According to Wisternoff, the pen was also chosen because its ‘upscale’ characteristics would fit well with Lotto Advance’s target market, which includes mid-to-upper-income, well-educated consumers with a slight male skew.

MacMahon says, as well, the pen photographed well and corresponded with the brochure copy, which read ‘Write Your Own Ticket.’

Lower commitment

Mailing results showed the premium offer generated a lower average dollar commitment by subscribers than if a premium had not been offered.

‘Not surprisingly, the average subscription value was lower,’ MacMahon says. ‘Obviously, you would expect some people coming into the program as a result of the incentive, and that they would spend less than those who are already committed to playing 6/49.’

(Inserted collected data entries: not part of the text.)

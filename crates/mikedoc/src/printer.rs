//! Terminal printer for the documentation model
//!
//! Prints each module with its members, and for classes the resolved members
//! with their lineage. Colors go through `termcolor`, so the same code
//! writes to a terminal or to a plain buffer.
//!
//! # Example
//!
//! ```no_run
//! use mikedoc::printer::DocPrinter;
//! use mikedoc::module::ModuleDescriptor;
//!
//! let modules: Vec<ModuleDescriptor> = vec![];
//! DocPrinter::new(&modules, true).print_to_stdout();
//! ```

use crate::class::{ClassDescriptor, ClassMemberDescriptor, ClassMemberKind};
use crate::member::{MemberDescriptor, MemberKind};
use crate::module::ModuleDescriptor;
use crate::utils::text::short_description;
use std::fmt::{Display, Formatter, Result as FmtResult};
use std::io;
use termcolor::{Color, ColorChoice, ColorSpec, NoColor, StandardStream, WriteColor};

const SUMMARY_LEN: usize = 72;

/// Terminal documentation printer
pub struct DocPrinter<'a, 'r> {
    modules: &'a [ModuleDescriptor<'r>],
    use_color: bool,
}

impl<'a, 'r> DocPrinter<'a, 'r> {
    /// Create a new printer
    pub fn new(modules: &'a [ModuleDescriptor<'r>], use_color: bool) -> Self {
        Self { modules, use_color }
    }

    /// Print directly to stdout
    pub fn print_to_stdout(&self) {
        let choice = if self.use_color {
            ColorChoice::Auto
        } else {
            ColorChoice::Never
        };
        let mut stdout = StandardStream::stdout(choice);
        if let Err(e) = self.write_to(&mut stdout) {
            tracing::error!("error printing documentation: {}", e);
        }
    }

    /// Write every module to a `WriteColor` implementor
    pub fn write_to<W: WriteColor>(&self, w: &mut W) -> io::Result<()> {
        for module in self.modules {
            self.write_module(w, module)?;
            writeln!(w)?;
        }
        Ok(())
    }

    fn write_module<W: WriteColor>(&self, w: &mut W, module: &ModuleDescriptor<'_>) -> io::Result<()> {
        w.set_color(ColorSpec::new().set_fg(Some(Color::Cyan)).set_bold(true))?;
        write!(w, "module")?;
        w.reset()?;
        writeln!(w, " {}", module.name)?;
        self.write_summary(w, module.docstring.description_or(""), 1)?;

        if module.is_empty() {
            self.write_dimmed(w, "(no members)", 1)?;
        }
        for member in &module.members {
            self.write_member(w, member)?;
        }
        Ok(())
    }

    fn write_member<W: WriteColor>(&self, w: &mut W, member: &MemberDescriptor<'_>) -> io::Result<()> {
        write!(w, "  ")?;
        self.write_keyword(w, member.kind.display())?;
        write!(w, " {}", member.name)?;

        match &member.kind {
            MemberKind::Field => {
                if let Some(value) = member.value() {
                    write!(w, " = {}", value)?;
                }
                writeln!(w)?;
            }
            MemberKind::Callable => {
                writeln!(w, "{}", member.signature().unwrap_or("(...)"))?;
                self.write_summary(w, member.docstring.description_or(""), 2)?;
            }
            MemberKind::Class(class) => {
                writeln!(w, "{}", member.signature().unwrap_or_default())?;
                self.write_summary(w, member.docstring.description_or(""), 2)?;
                self.write_class(w, class)?;
            }
        }
        Ok(())
    }

    fn write_class<W: WriteColor>(&self, w: &mut W, class: &ClassDescriptor<'_>) -> io::Result<()> {
        if !class.bases.is_empty() {
            let bases: Vec<_> = class.bases.iter().map(|b| b.display_name()).collect();
            self.write_dimmed(w, &format!("bases: {}", bases.join(", ")), 2)?;
        }
        for constant in class.constants() {
            writeln!(w, "    {} = {}", constant.name, constant.value)?;
        }
        for field in class.record_fields() {
            writeln!(w, "    {}", field.name)?;
        }
        for member in &class.members {
            self.write_class_member(w, member)?;
        }
        Ok(())
    }

    fn write_class_member<W: WriteColor>(
        &self,
        w: &mut W,
        member: &ClassMemberDescriptor<'_>,
    ) -> io::Result<()> {
        write!(w, "    ")?;
        self.write_keyword(w, member.kind.display())?;
        write!(w, " {}", member.name)?;

        match member.kind {
            ClassMemberKind::Field => {
                if let Some(value) = member.symbol.value.as_deref() {
                    write!(w, " = {}", value)?;
                }
            }
            ClassMemberKind::Property(accessors) => {
                write!(w, " [{}]", accessors.names().join(", "))?;
            }
            ClassMemberKind::Method(_) => {
                write!(w, "{}", member.signature.unwrap_or("(...)"))?;
            }
        }

        if !member.lineage.is_empty() {
            let lineage: Vec<_> = member.lineage.iter().map(|t| t.name.as_str()).collect();
            w.set_color(ColorSpec::new().set_fg(Some(Color::Magenta)))?;
            write!(w, "  <- {}", lineage.join(" <- "))?;
            w.reset()?;
        }
        writeln!(w)
    }

    fn write_keyword<W: WriteColor>(&self, w: &mut W, keyword: &str) -> io::Result<()> {
        w.set_color(ColorSpec::new().set_fg(Some(Color::Green)))?;
        write!(w, "{}", keyword)?;
        w.reset()
    }

    fn write_summary<W: WriteColor>(&self, w: &mut W, description: &str, indent: usize) -> io::Result<()> {
        let summary = short_description(description, SUMMARY_LEN);
        if summary.is_empty() {
            return Ok(());
        }
        self.write_dimmed(w, &summary, indent)
    }

    fn write_dimmed<W: WriteColor>(&self, w: &mut W, text: &str, indent: usize) -> io::Result<()> {
        w.set_color(ColorSpec::new().set_fg(Some(Color::White)).set_italic(true))?;
        write!(w, "{}{}", "  ".repeat(indent), text)?;
        w.reset()?;
        writeln!(w)
    }
}

impl Display for DocPrinter<'_, '_> {
    fn fmt(&self, f: &mut Formatter<'_>) -> FmtResult {
        let mut buffer = NoColor::new(Vec::new());
        self.write_to(&mut buffer).map_err(|_| std::fmt::Error)?;
        f.write_str(&String::from_utf8_lossy(&buffer.into_inner()))
    }
}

However, he says, even though the average subscription value was lower, it generated 40% more revenue for the olc than if the pen offer had not been made.

MacMahon says it is important the value of the premium be relative to the value of the product.

He puts it this way:

‘If there is too much emphasis on the incentive or premium, people might be ordering it just to get the incentive rather than the product you are really selling. The whole point of either a premium or incentive is to get them to try the product itself.’

Even though the pen offer had exceeded response expectations, Gaylord followed up with an incentive more directly related to the lottery in November last year.

This time, a package of Instant Win games called the Instant Win Sample Pack – including two Lottario tickets with a chance to win up to $250,000, and two Stocking Stuffer tickets with chances to win free merchandise and up to $25,000 – rolled out in selected postal routes across the province.

The mailing methodology matched that for the pen, with the incentive being offered to half of the possible respondents.

Focus groups

‘The idea came out of focus groups,’ Wisternoff says.

‘It was particularly relevant to the product because we were cross-promoting the various lotteries and encouraging sampling, while encouraging subscribers to dream about the big win,’ he says.

This time, response was overwhelming: the tickets indexed at 202, pulling in more than double the responses of the pen offer.

MacMahon says the instant win tickets package was more successful than the pen offer because it related more directly to the core product that they were selling.